In education there are many partnership stories including efforts by the University of Melbourne and Monash University to engage with Indian counterparts. Australia is viewed favourably as a destination for international education in India. An Australia India Education Council works on issues such as skills, institutional collaboration, quality assurance and qualification recognition, and is looking at how to overcome barriers to collaboration. There are many areas of Australian expertise, such as public health and skills training, which link with key Indian needs.
So there is much that is and should be taking place outside government that will improve Australia-India relations. But there is still an important role for government support.
For example, as Andrew Robb explained, private sector growth is assisted by changes to Australian policy and regulation which can enhance the attractiveness of Australia as an investment destination for Indian businesses.
Existing educational and people-to-people efforts will be enhanced by the Government's signature New Colombo Plan which will enable Australian students to study and complete internships in Asia. Minister for Foreign Affairs Julie Bishop has announced that this is on track to be implemented in India in 2015.
In addition, diplomats create an enabling environment for all of these contacts. For example, the work of the diplomats at the Australian High Commission in Delhi was commended at the Roundtable as a textbook case of how perceptions of a country can be turned around by assiduous public diplomacy.
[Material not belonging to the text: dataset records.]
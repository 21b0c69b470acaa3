//! Configuration management for the application.
//!
//! This module handles loading and saving the optional TOML configuration
//! that overrides the default output directories.

use anyhow::{Context, Result};
use serde::{Deserialize, Serialize};
use std::fs;
use std::path::{Path, PathBuf};

use crate::constants::{
    APP_CONFIG_DIR_NAME, CONFIG_DIR_ENV, DEFAULT_ASSETS_DIR, DEFAULT_SCAFFOLD_DIR,
};

/// Output locations used by the generators.
#[derive(Debug, Clone, PartialEq, Eq, Serialize, Deserialize)]
pub struct PathConfig {
    /// Base directory for the Swift package scaffold.
    #[serde(default = "default_scaffold_dir")]
    pub scaffold_dir: PathBuf,
    /// Asset catalog folder for generated colorsets.
    #[serde(default = "default_assets_dir")]
    pub assets_dir: PathBuf,
    /// Palette JSON to use instead of the built-in colors.
    #[serde(default, skip_serializing_if = "Option::is_none")]
    pub palette: Option<PathBuf>,
}

fn default_scaffold_dir() -> PathBuf {
    PathBuf::from(DEFAULT_SCAFFOLD_DIR)
}

fn default_assets_dir() -> PathBuf {
    PathBuf::from(DEFAULT_ASSETS_DIR)
}

impl Default for PathConfig {
    fn default() -> Self {
        Self {
            scaffold_dir: default_scaffold_dir(),
            assets_dir: default_assets_dir(),
            palette: None,
        }
    }
}

/// Application configuration.
#[derive(Debug, Clone, PartialEq, Eq, Serialize, Deserialize, Default)]
pub struct Config {
    /// Output locations.
    #[serde(default)]
    pub paths: PathConfig,
}

impl Config {
    /// Creates a new configuration with default values.
    #[must_use]
    pub fn new() -> Self {
        Self::default()
    }

    /// Gets the config directory path.
    ///
    /// Uses `$CVGEN_CONFIG_DIR` when set, otherwise:
    /// - Linux: `~/.config/cvgen/`
    /// - macOS: `~/Library/Application Support/cvgen/`
    /// - Windows: `%APPDATA%\cvgen\`
    pub fn config_dir() -> Result<PathBuf> {
        if let Some(dir) = std::env::var_os(CONFIG_DIR_ENV) {
            return Ok(PathBuf::from(dir));
        }

        let config_dir = dirs::config_dir()
            .context("Failed to determine config directory")?
            .join(APP_CONFIG_DIR_NAME);

        Ok(config_dir)
    }

    /// Gets the full path to the config file.
    pub fn config_file_path() -> Result<PathBuf> {
        Ok(Self::config_dir()?.join("config.toml"))
    }

    /// Loads configuration from the config file.
    ///
    /// If the file doesn't exist, returns default configuration.
    pub fn load() -> Result<Self> {
        Self::load_from(&Self::config_file_path()?)
    }

    /// Loads configuration from an explicit path, defaulting when it is absent.
    pub fn load_from(config_path: &Path) -> Result<Self> {
        if !config_path.exists() {
            return Ok(Self::new());
        }

        let content = fs::read_to_string(config_path).context(format!(
            "Failed to read config file: {}",
            config_path.display()
        ))?;

        let config: Self = toml::from_str(&content).context(format!(
            "Failed to parse config file: {}",
            config_path.display()
        ))?;

        Ok(config)
    }

    /// Saves configuration to `config_path`, creating its directory.
    ///
    /// Writes to a temp file first and renames it into place.
    pub fn save_to(&self, config_path: &Path) -> Result<()> {
        if let Some(dir) = config_path.parent() {
            fs::create_dir_all(dir).context(format!(
                "Failed to create config directory: {}",
                dir.display()
            ))?;
        }

        let content = toml::to_string_pretty(self).context("Failed to serialize configuration")?;

        let temp_path = config_path.with_extension("toml.tmp");

        fs::write(&temp_path, content).context(format!(
            "Failed to write temp config file: {}",
            temp_path.display()
        ))?;

        fs::rename(&temp_path, config_path).context(format!(
            "Failed to rename temp config file to: {}",
            config_path.display()
        ))?;

        Ok(())
    }
}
The centrepiece of Australian and Indian scientific and technological collaboration – the Australia-India Strategic Research Fund – relies on government support. Initiated by Prime Minister Howard and topped up by Prime Minister Rudd, the Fund has universal support from scientists in both countries. An Australia India Taskforce Report reported on seven successful years with the Fund supporting 84 projects and 20 workshops involving around 1500 researchers. Collaboration has included areas such as agriculture, biotechnology, solar energy, nanotechnology, biomedical devices and implants, IT security and marine ecosystems. Unfortunately the Fund is running out of money and needs to be topped up to continue at these levels.
The new model of diplomacy views foreign affairs as much more than government-to-government relations. But there is still a role for government in supporting initiatives that help grow important national relationships. Particularly in an area such as scientific research and development, which will drive innovation and growth for mutual benefit, there is an irreplaceable role for government; it cannot be asleep.
It would be a tragedy if government vacated the field where initiatives such as the Australia India Strategic Research Fund have had such a positive effect.